Cook: Don’t Bet Against Greatness
It’s a mistake that’s easy to make, but it’s an equally important lesson to remember. As Steve Cook says: don’t bet against greatness.
It’s a mistake that’s easy to make, but it’s an equally important lesson to remember. As Steve Cook says: don’t bet against greatness.
It would take at least a thousand columns like this one to explain the biggest mistakes we pundits make. I use the phrase “we” because I’ll never sit here and tell you I’m infallible. I make more mistakes than I care to remember. Today, we’ll talk about one that I’m guilty of pretty often.
Too often, we don’t give greatness the benefit of the doubt.
We jump to quick conclusions when the greats of a genre do things that don’t seem in character, or are different from what we’re used to. We don’t consider the idea that maybe these people, who have already accomplished many things in life, might actually have a better idea what they can do to improve their future than we do.
Hard to believe, I know. This past weekend saw great success for two of the most successful people in the world of sports & entertainment. They serve as perfect examples of my hypothesis.
Example 1: Tom Brady
For years, I have resisted the idea of calling Tom Brady the Greatest Quarterback of All Time. I never like crowning current stars the greatest of anything, as it disrespects the people that came before them. Unless they just accomplish so damn much that it’d be silly to deny them the honor. Sometimes, people get GOAT status that don’t really deserve it. They seem to be on pace to get there, but never make the jump.

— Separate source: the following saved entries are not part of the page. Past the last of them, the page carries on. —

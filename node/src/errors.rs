// Copyright (c) 2025 Varshith Gudur. Licensed under AGPLv3.
use axum::http::StatusCode;
use axum::response::{IntoResponse, Response};
use axum::Json;
use serde_json::json;
use thiserror::Error;
use voltura_core::CoreError;

#[derive(Error, Debug)]
pub enum NodeError {
    #[error(transparent)]
    Core(#[from] CoreError),
    #[error("invalid input: {0}")]
    InvalidInput(String),
    #[error("not found")]
    NotFound,
    #[error("internal error")]
    Internal,
}

impl From<std::io::Error> for NodeError {
    fn from(e: std::io::Error) -> Self {
        NodeError::Core(CoreError::Io(e))
    }
}

impl IntoResponse for NodeError {
    fn into_response(self) -> Response {
        let (status, message) = match self {
            NodeError::NotFound => (StatusCode::NOT_FOUND, "Resource not found".to_string()),
            NodeError::InvalidInput(msg) => (StatusCode::BAD_REQUEST, msg),
            NodeError::Core(e) => (StatusCode::INTERNAL_SERVER_ERROR, e.to_string()),
            NodeError::Internal => {
                (StatusCode::INTERNAL_SERVER_ERROR, "Internal server error".to_string())
            }
        };

        let body = Json(json!({
            "error": message
        }));

        (status, body).into_response()
    }
}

Tom Brady made that jump a long time ago. There isn’t really a metric people can use to sell him short at this point. He’s at or near the top of every significant passing category in league history. There’s also the number of Super Bowls won, and number of rings/titles/championships always wins any sports argument, regardless of the sport. It can’t really be denied at this point.
The one thread people had to hang on to? Bill Belichick. The Patriot Way. Brady & Belichick formed a dynasty together. The other players & assistant coaches always changed, but Tom & Bill were always there. Which provided a bit of drama over the past few years whenever we needed something to talk about. Who was responsible for the success? The answer was obviously a little bit of both, but it was always a big debate.
Brady went to Tampa, and some folks thought it might not work. Many talking heads went on about how Tom was just going to Tampa because he wanted out of the cold weather. He just wanted to have fun for the last couple years of his career. They didn’t think that he could do these things and also win championships.
He’s one game away from doing just that. Are you going to bet against him? I’m not!
Example 2: Vince McMahon
How many articles have you read questioning McMahon’s mental acumen? Especially over the past several years as he’s advanced in age? It seems like everybody has dismissed the old man as a fossil that needs to step aside and let the kids run things.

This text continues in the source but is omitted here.